Exercise requirements:
Using the string "nodes" as the key, pull each matching line out of the records below.

Dataset entries:
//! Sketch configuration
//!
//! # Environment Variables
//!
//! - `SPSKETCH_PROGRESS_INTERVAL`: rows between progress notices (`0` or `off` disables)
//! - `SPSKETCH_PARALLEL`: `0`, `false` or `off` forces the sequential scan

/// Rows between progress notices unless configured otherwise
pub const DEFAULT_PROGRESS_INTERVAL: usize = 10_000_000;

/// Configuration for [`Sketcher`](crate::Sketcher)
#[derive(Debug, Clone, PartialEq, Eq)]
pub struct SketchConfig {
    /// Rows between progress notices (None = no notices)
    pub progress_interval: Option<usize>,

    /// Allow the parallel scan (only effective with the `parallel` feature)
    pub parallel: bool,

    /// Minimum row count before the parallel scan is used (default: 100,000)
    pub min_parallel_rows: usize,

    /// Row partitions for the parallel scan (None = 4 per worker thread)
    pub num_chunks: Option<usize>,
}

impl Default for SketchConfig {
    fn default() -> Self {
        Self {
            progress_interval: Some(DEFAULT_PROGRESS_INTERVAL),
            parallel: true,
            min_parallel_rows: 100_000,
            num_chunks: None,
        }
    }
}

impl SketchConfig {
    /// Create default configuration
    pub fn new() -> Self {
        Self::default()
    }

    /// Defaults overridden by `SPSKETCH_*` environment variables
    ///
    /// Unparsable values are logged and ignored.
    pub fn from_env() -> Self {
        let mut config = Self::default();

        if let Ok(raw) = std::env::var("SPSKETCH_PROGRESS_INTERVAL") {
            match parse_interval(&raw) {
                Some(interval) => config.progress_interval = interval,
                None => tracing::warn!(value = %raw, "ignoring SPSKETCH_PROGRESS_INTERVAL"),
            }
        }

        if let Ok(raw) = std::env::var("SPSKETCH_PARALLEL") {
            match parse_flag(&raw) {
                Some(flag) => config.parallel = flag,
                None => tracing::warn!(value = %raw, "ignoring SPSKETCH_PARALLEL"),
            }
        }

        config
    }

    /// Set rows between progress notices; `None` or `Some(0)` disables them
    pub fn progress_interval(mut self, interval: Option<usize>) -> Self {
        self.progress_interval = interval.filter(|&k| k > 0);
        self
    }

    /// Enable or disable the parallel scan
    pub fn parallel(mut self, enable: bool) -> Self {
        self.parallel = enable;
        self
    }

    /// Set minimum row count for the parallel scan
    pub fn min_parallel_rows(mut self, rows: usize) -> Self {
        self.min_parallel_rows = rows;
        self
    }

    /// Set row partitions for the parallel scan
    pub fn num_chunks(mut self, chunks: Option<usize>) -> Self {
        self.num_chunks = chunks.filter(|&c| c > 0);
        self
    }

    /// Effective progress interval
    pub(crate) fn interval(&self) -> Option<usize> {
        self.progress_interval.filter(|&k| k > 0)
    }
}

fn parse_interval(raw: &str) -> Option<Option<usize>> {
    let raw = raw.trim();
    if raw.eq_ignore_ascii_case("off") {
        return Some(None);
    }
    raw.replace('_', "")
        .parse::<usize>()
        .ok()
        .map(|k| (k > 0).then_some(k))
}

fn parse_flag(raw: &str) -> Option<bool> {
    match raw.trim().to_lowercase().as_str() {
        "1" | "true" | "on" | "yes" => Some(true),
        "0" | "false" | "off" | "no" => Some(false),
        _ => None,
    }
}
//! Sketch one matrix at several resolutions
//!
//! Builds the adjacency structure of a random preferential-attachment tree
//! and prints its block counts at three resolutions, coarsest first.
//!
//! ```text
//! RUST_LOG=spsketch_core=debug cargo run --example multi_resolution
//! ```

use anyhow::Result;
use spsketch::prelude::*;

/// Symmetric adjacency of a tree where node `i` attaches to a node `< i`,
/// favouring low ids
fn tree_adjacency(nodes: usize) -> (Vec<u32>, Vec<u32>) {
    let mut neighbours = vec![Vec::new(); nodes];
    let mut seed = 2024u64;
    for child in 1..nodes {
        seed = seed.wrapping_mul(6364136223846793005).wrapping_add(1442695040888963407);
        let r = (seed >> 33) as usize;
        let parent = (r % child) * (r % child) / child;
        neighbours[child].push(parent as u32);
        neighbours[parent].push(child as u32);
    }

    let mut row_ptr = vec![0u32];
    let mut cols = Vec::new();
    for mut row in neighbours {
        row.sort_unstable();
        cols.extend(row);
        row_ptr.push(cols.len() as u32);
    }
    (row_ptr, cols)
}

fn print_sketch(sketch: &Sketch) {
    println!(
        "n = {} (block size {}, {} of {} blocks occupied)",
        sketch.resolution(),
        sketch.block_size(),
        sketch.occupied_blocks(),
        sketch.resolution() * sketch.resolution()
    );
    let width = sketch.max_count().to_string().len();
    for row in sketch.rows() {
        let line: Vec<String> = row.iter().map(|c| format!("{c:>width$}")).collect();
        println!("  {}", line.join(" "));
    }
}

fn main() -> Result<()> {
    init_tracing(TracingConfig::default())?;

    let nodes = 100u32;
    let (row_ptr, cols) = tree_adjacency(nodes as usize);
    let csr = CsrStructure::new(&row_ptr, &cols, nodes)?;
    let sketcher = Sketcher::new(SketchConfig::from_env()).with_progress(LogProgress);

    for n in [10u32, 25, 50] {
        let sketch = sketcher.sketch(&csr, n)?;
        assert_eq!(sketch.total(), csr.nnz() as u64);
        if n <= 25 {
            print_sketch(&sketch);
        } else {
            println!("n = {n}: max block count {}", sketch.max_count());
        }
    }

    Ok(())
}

Output:
fn tree_adjacency(nodes: usize) -> (Vec<u32>, Vec<u32>) {
    let mut neighbours = vec![Vec::new(); nodes];
    for child in 1..nodes {
    let nodes = 100u32;
    let (row_ptr, cols) = tree_adjacency(nodes as usize);
    let csr = CsrStructure::new(&row_ptr, &cols, nodes)?;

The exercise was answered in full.